Oikonomia, le mot économie en grec, peut être étrangement traduit par « administration de la maison ». L’économie en effet concerne la gestion des affaires privées, du domaine privé, cela nous le savions déjà, mais que vient faire ici la référence à un domicile, à un lieu qui paraît précisément s’extraire de la production des biens ? Que faire de cette curieuse référence à la maisonnée, l’organisation serait finalement une maisonnée, autrement qu’en faisant d’abord remarquer l’oubli de cette image au sein des études managériales contemporaines ?
Certes on entend parfois l’expression : un salarié parti dans une autre entreprise concurrente décide de revenir « à la maison ». Si Zidane devenait ce qu’il espère entraîneur de l’équipe de France à Clairefontaine, ce serait alors un « retour à la maison ». Comme lorsque Steve Jobs était revenu chez Apple qu’il avait fondée quelques années plus tôt avant de créer NeXT. Pour dire qu’il était dans cette entreprise comme on est chez soi.
Mais comment expliquer tout de même que cette référence a généralement disparu, et comment d’un certain point de vue, les organisations se voient comme des lieux d’affranchissement des vicissitudes de la vie de famille ? Or chacun sent bien que la séparation vie professionnelle et vie personnelle revêt aujourd’hui un caractère plus ou moins illusoire. Nous assistons à un phénomène de contamination des identités, où le privé franchit le domaine public, notamment via l’usage des médias sociaux. Et où le domaine professionnel rencontre l’espace privé, réorganisé pour cette raison, comme quand nous programmons depuis la maison des réunions à distance pour raisons professionnelles. Nous incitant à penser que la séparation que nous avions cru pouvoir faire entre l’intimité du foyer et la visibilité que comporte un métier, est en train progressivement de disparaître. Tout se passant comme si la traduction du mot oikonomia trahissait, par un étrange retour de l’histoire, la nouvelle réalité du travail.

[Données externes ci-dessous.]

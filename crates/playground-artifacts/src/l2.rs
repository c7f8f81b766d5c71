//! OP-stack L2 genesis and rollup config.
//!
//! Both documents start from a template (embedded, or a user-supplied path)
//! and are patched in place as JSON so fields this crate does not model
//! survive untouched. The typed [`Genesis`] view is only used to compute the
//! genesis block hash.

use crate::accounts::PrefundedAccount;
use crate::el::{account_storage_root, genesis_header, prefunded_balance};
use crate::{Error, Result};
use alloy::primitives::{Address, B256, address};
use alloy_genesis::Genesis;
use playground_manifest::Output;
use serde::{Deserialize, Serialize};
use serde_json::{Map, Value, json};
use std::collections::BTreeMap;
use std::path::{Path, PathBuf};
use std::str::FromStr;
use tracing::{debug, info};

const L2_GENESIS_TEMPLATE: &str = include_str!("../templates/l2-genesis.json");
const ROLLUP_TEMPLATE: &str = include_str!("../templates/rollup.json");

/// L2 genesis file name
pub const L2_GENESIS_FILE: &str = "l2-genesis.json";
/// Rollup config file name
pub const ROLLUP_FILE: &str = "rollup.json";

/// Seconds between the L1 and the L2 genesis
pub const L2_GENESIS_OFFSET: u64 = 2;

/// Default L2 block time in seconds
pub const DEFAULT_L2_BLOCK_TIME: u64 = 2;

/// The message passer whose storage root becomes the genesis withdrawals root
pub const L2_TO_L1_MESSAGE_PASSER: Address = address!("4200000000000000000000000000000000000016");

const EIP1559_ELASTICITY: u64 = 6;
const EIP1559_DENOMINATOR: u64 = 50;
const EIP1559_DENOMINATOR_CANYON: u64 = 250;

/// Which OP forks are active and when
#[derive(Debug, Clone, Copy, PartialEq, Eq, Serialize, Deserialize)]
pub enum L2ForkMode {
    /// Isthmus at genesis, Jovian disabled
    Isthmus,
    /// Jovian at genesis
    JovianAtGenesis,
    /// Isthmus at genesis, Jovian after this many L2 blocks
    JovianAfter(u64),
}

impl L2ForkMode {
    /// Map the optional "latest fork" block count onto a mode
    pub fn from_latest_fork(latest_fork: Option<u64>) -> Self {
        match latest_fork {
            None => Self::Isthmus,
            Some(0) => Self::JovianAtGenesis,
            Some(n) => Self::JovianAfter(n),
        }
    }

    /// Jovian activation timestamp, if any
    pub fn jovian_time(&self, l2_genesis_time: u64, block_time: u64) -> Option<u64> {
        match self {
            Self::Isthmus => None,
            Self::JovianAtGenesis => Some(0),
            Self::JovianAfter(n) => Some(l2_genesis_time + block_time * n),
        }
    }

    /// Genesis `extraData`: the Holocene layout, or the Jovian one carrying
    /// a zero minimum base fee
    fn extra_data(&self) -> String {
        let mut data = vec![if *self == Self::JovianAtGenesis { 1u8 } else { 0u8 }];
        data.extend_from_slice(&(EIP1559_DENOMINATOR_CANYON as u32).to_be_bytes());
        data.extend_from_slice(&(EIP1559_ELASTICITY as u32).to_be_bytes());
        if *self == Self::JovianAtGenesis {
            data.extend_from_slice(&0u64.to_be_bytes());
        }
        alloy::primitives::hex::encode_prefixed(data)
    }
}

/// L2 chain settings
#[derive(Debug, Clone, PartialEq, Eq, Serialize, Deserialize)]
pub struct L2Config {
    /// Seconds per L2 block
    pub block_time: u64,
    /// Fork mode
    pub fork_mode: L2ForkMode,
    /// JSON file mapping addresses to extra genesis accounts
    pub predeploys: Option<PathBuf>,
    /// Replacement for the embedded L2 genesis template
    pub genesis_template: Option<PathBuf>,
    /// Replacement for the embedded rollup config template
    pub rollup_template: Option<PathBuf>,
}

impl Default for L2Config {
    fn default() -> Self {
        Self {
            block_time: DEFAULT_L2_BLOCK_TIME,
            fork_mode: L2ForkMode::Isthmus,
            predeploys: None,
            genesis_template: None,
            rollup_template: None,
        }
    }
}

impl L2Config {
    /// Set the block time
    pub fn with_block_time(mut self, block_time: u64) -> Self {
        self.block_time = block_time;
        self
    }

    /// Set the fork mode from the optional "latest fork" block count
    pub fn with_latest_fork(mut self, latest_fork: Option<u64>) -> Self {
        self.fork_mode = L2ForkMode::from_latest_fork(latest_fork);
        self
    }

    /// Merge predeploys from a JSON file
    pub fn with_predeploys(mut self, path: impl Into<PathBuf>) -> Self {
        self.predeploys = Some(path.into());
        self
    }

    /// Use a custom L2 genesis template
    pub fn with_genesis_template(mut self, path: impl Into<PathBuf>) -> Self {
        self.genesis_template = Some(path.into());
        self
    }

    /// Use a custom rollup config template
    pub fn with_rollup_template(mut self, path: impl Into<PathBuf>) -> Self {
        self.rollup_template = Some(path.into());
        self
    }
}

/// Facts about the generated L2 chain
#[derive(Debug, Clone, PartialEq, Eq, Serialize, Deserialize)]
pub struct L2Info {
    /// Chain id from the template
    pub chain_id: u64,
    /// L2 genesis timestamp
    pub genesis_time: u64,
    /// L2 genesis block hash
    pub genesis_hash: B256,
    /// Seconds per block
    pub block_time: u64,
    /// Isthmus activation timestamp
    pub isthmus_time: u64,
    /// Jovian activation timestamp
    pub jovian_time: Option<u64>,
}

fn load_template(path: Option<&Path>, embedded: &str) -> Result<Value> {
    match path {
        Some(path) => {
            let data = std::fs::read(path)?;
            serde_json::from_slice(&data)
                .map_err(|e| Error::Genesis(format!("invalid template {}: {}", path.display(), e)))
        }
        None => Ok(serde_json::from_str(embedded)?),
    }
}

fn object_mut<'a>(value: &'a mut Value, what: &str) -> Result<&'a mut Map<String, Value>> {
    value
        .as_object_mut()
        .ok_or_else(|| Error::Genesis(format!("{} is not a JSON object", what)))
}

fn parse_alloc(value: Value, what: &str) -> Result<BTreeMap<Address, Value>> {
    let Value::Object(entries) = value else {
        return Err(Error::Genesis(format!("{} is not a JSON object", what)));
    };
    entries
        .into_iter()
        .map(|(key, account)| {
            let address = Address::from_str(&key)
                .map_err(|_| Error::Genesis(format!("invalid address '{}' in {}", key, what)))?;
            Ok((address, account))
        })
        .collect()
}

/// Merge prefunded accounts and predeploys into the template allocation.
///
/// A predeploy may not replace a template account.
pub fn merge_allocs(
    template: BTreeMap<Address, Value>,
    accounts: &[PrefundedAccount],
    predeploys: BTreeMap<Address, Value>,
) -> Result<BTreeMap<Address, Value>> {
    let mut alloc = template;
    for (address, account) in predeploys {
        if alloc.contains_key(&address) {
            return Err(Error::PredeployConflict(address.to_string()));
        }
        alloc.insert(address, account);
    }
    for account in accounts {
        alloc.insert(
            account.address,
            json!({ "balance": format!("{:#x}", prefunded_balance()) }),
        );
    }
    Ok(alloc)
}

/// Generate `l2-genesis.json` and `rollup.json`
pub fn build_l2(
    config: &L2Config,
    l1_genesis_time: u64,
    l1_genesis_hash: B256,
    accounts: &[PrefundedAccount],
    output: &Output,
) -> Result<L2Info> {
    let genesis_time = l1_genesis_time + L2_GENESIS_OFFSET;
    let jovian_time = config.fork_mode.jovian_time(genesis_time, config.block_time);

    let mut genesis = load_template(config.genesis_template.as_deref(), L2_GENESIS_TEMPLATE)?;
    let doc = object_mut(&mut genesis, "L2 genesis")?;
    let template_alloc = parse_alloc(doc.remove("alloc").unwrap_or(json!({})), "L2 genesis alloc")?;
    let predeploys = match &config.predeploys {
        Some(path) => {
            let data = std::fs::read(path)?;
            let value: Value = serde_json::from_slice(&data).map_err(|e| {
                Error::Genesis(format!("invalid predeploys file {}: {}", path.display(), e))
            })?;
            parse_alloc(value, "predeploys")?
        }
        None => BTreeMap::new(),
    };
    let alloc = merge_allocs(template_alloc, accounts, predeploys)?;

    doc.insert("timestamp".to_string(), json!(format!("{:#x}", genesis_time)));
    doc.insert("extraData".to_string(), json!(config.fork_mode.extra_data()));
    doc.insert("alloc".to_string(), serde_json::to_value(&alloc)?);

    let chain = object_mut(
        doc.get_mut("config")
            .ok_or_else(|| Error::Genesis("L2 genesis template has no config".to_string()))?,
        "L2 genesis config",
    )?;
    chain.insert("isthmusTime".to_string(), json!(0));
    match jovian_time {
        Some(t) => chain.insert("jovianTime".to_string(), json!(t)),
        None => chain.remove("jovianTime"),
    };
    chain.insert(
        "optimism".to_string(),
        json!({
            "eip1559Elasticity": EIP1559_ELASTICITY,
            "eip1559Denominator": EIP1559_DENOMINATOR,
            "eip1559DenominatorCanyon": EIP1559_DENOMINATOR_CANYON,
        }),
    );

    let typed: Genesis = serde_json::from_value(genesis.clone())
        .map_err(|e| Error::Genesis(format!("L2 genesis does not parse: {}", e)))?;
    let withdrawals_root = account_storage_root(typed.alloc.get(&L2_TO_L1_MESSAGE_PASSER));
    let genesis_hash = genesis_header(&typed, withdrawals_root).hash_slow();
    debug!("L2 genesis hash {} with {} accounts", genesis_hash, typed.alloc.len());

    let mut rollup = load_template(config.rollup_template.as_deref(), ROLLUP_TEMPLATE)?;
    let doc = object_mut(&mut rollup, "rollup config")?;
    let template_genesis = doc.remove("genesis");
    doc.insert(
        "genesis".to_string(),
        rollup_genesis(template_genesis, l1_genesis_hash, genesis_hash, genesis_time),
    );
    doc.insert("block_time".to_string(), json!(config.block_time));
    doc.insert("l1_chain_id".to_string(), json!(crate::el::L1_CHAIN_ID));
    doc.insert("l2_chain_id".to_string(), json!(typed.config.chain_id));
    doc.insert("isthmus_time".to_string(), json!(0));
    match jovian_time {
        Some(t) => doc.insert("jovian_time".to_string(), json!(t)),
        None => doc.remove("jovian_time"),
    };
    doc.insert(
        "chain_op_config".to_string(),
        json!({
            "eip1559Elasticity": EIP1559_ELASTICITY,
            "eip1559Denominator": EIP1559_DENOMINATOR,
            "eip1559DenominatorCanyon": EIP1559_DENOMINATOR_CANYON,
        }),
    );

    output.write_json(L2_GENESIS_FILE, &genesis)?;
    output.write_json(ROLLUP_FILE, &rollup)?;

    info!(
        "L2 genesis at {} (chain {}, jovian {})",
        genesis_time,
        typed.config.chain_id,
        jovian_time.map(|t| t.to_string()).unwrap_or_else(|| "disabled".to_string())
    );

    Ok(L2Info {
        chain_id: typed.config.chain_id,
        genesis_time,
        genesis_hash,
        block_time: config.block_time,
        isthmus_time: 0,
        jovian_time,
    })
}

fn rollup_genesis(existing: Option<Value>, l1_hash: B256, l2_hash: B256, l2_time: u64) -> Value {
    let mut genesis = match existing {
        Some(Value::Object(map)) => map,
        _ => Map::new(),
    };
    genesis.insert("l1".to_string(), json!({ "hash": l1_hash, "number": 0 }));
    genesis.insert("l2".to_string(), json!({ "hash": l2_hash, "number": 0 }));
    genesis.insert("l2_time".to_string(), json!(l2_time));
    Value::Object(genesis)
}
//! Services running directly on the supervisor host.
//!
//! Host services keep their place in the dependency graph: they wait for
//! their healthy-condition dependencies, log to `logs/<service>.log` and are
//! tracked so teardown can signal them.

use crate::compose::{ARTIFACTS_MOUNT, volume_dir};
use crate::error::failure_report;
use crate::release::ensure_release;
use crate::runner::Session;
use crate::state::{HostHandle, TaskStatus};
use crate::{Error, Result};
use async_process::{Child, Command, Stdio};
use nix::sys::signal::{self, Signal};
use nix::unistd::Pid;
use playground_manifest::{DependsOnCondition, Output, Probe, Protocol, Service, home_dir};
use std::collections::BTreeMap;
use std::fs::OpenOptions;
use std::io::Write;
use std::path::PathBuf;
use std::time::{Duration, Instant};
use tracing::{debug, info, warn};

/// Interval between dependency and ready probes
pub const PROBE_INTERVAL: Duration = Duration::from_secs(1);

/// Container paths of a service mapped to their host counterparts, longest first
pub fn host_rewrites(service: &Service, output: &Output) -> Vec<(String, String)> {
    let mut rewrites = vec![(ARTIFACTS_MOUNT.to_string(), output.dir().display().to_string())];
    for (container_path, artifact) in &service.files_mapped {
        rewrites.push((container_path.clone(), output.path(artifact).display().to_string()));
    }
    for (container_path, volume) in &service.volumes_mapped {
        rewrites.push((
            container_path.clone(),
            volume_dir(output, &volume.name).display().to_string(),
        ));
    }
    rewrites.sort_by(|a, b| b.0.len().cmp(&a.0.len()).then_with(|| a.0.cmp(&b.0)));
    rewrites
}

fn is_path_char(c: char) -> bool {
    c.is_ascii_alphanumeric() || matches!(c, '_' | '-' | '.')
}

/// Replace whole container paths in `value` with host paths.
///
/// A match must start at a boundary and end at the end of the value, a `/`
/// or a character that cannot continue a path segment.
pub fn rewrite_paths(value: &str, rewrites: &[(String, String)]) -> String {
    let mut out = String::with_capacity(value.len());
    let mut i = 0;
    while i < value.len() {
        let rest = &value[i..];
        let at_boundary = value[..i].chars().next_back().is_none_or(|c| !is_path_char(c) && c != '/');
        let hit = at_boundary
            .then(|| {
                rewrites.iter().find(|(from, _)| {
                    rest.starts_with(from.as_str())
                        && rest[from.len()..].chars().next().is_none_or(|c| c == '/' || !is_path_char(c))
                })
            })
            .flatten();

        match hit {
            Some((from, to)) => {
                out.push_str(to);
                i += from.len();
            }
            None => {
                let c = rest.chars().next().unwrap_or_default();
                out.push(c);
                i += c.len_utf8().max(1);
            }
        }
    }
    out
}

Mais si le management et l’économie ont longtemps oublié la maison, il en est de même pour la tradition philosophique, si on met à part Xénophon et Bachelard, qui s’en est peu souciée. Lui préférant l’espace public, la réalité urbaine ou la cité où se produisent croit-on les expériences les plus prégnantes de l’existence. Sauf à s’apercevoir aujourd’hui que les médias sociaux et les plateformes de vidéo à la demande entre autres ont rendu l’espace domestique plus attirant, et le temps passé à l’extérieur de chez soi un peu moins. Ce que ne manque pas de faire remarquer le Maître de conférence à l’EHESS Emanuele Coccia qui signe une Philosophie de la maison. Dans ce livre il avance plusieurs thèses ; j’en sélectionnerai volontiers ici trois :
- Premièrement il postule que la place centrale rendue à la maison est un fait qui marque notre séparation d’avec la modernité qui avait cru, contrairement aux grecs anciens, pouvoir séparer les activités domestiques de la production des biens. Pour l’auteur nous sommes toujours porteurs d’une volonté de « faire-maison » (p. 123) dans la mesure où nous cherchons aussi à « domestiquer le monde » (id.).
- Deuxièmement il remarque que si nous avons échoué à rendre la planète habitable, peut-être est-il encore temps de rendre au moins vivables nos habitations. A ce titre la cuisine en particulier est « l'espace technique par excellence, mais elle est encore la forme la plus haute et sublime que la technique peut prendre au sein de notre vie. (…) La gastronomie montre que toute véritable technique est toujours une forme de soin : une attention extrême et amoureuse à soi et aux autres, une recherche de bonheur personnel et partagé ». Je cite ici la page 181.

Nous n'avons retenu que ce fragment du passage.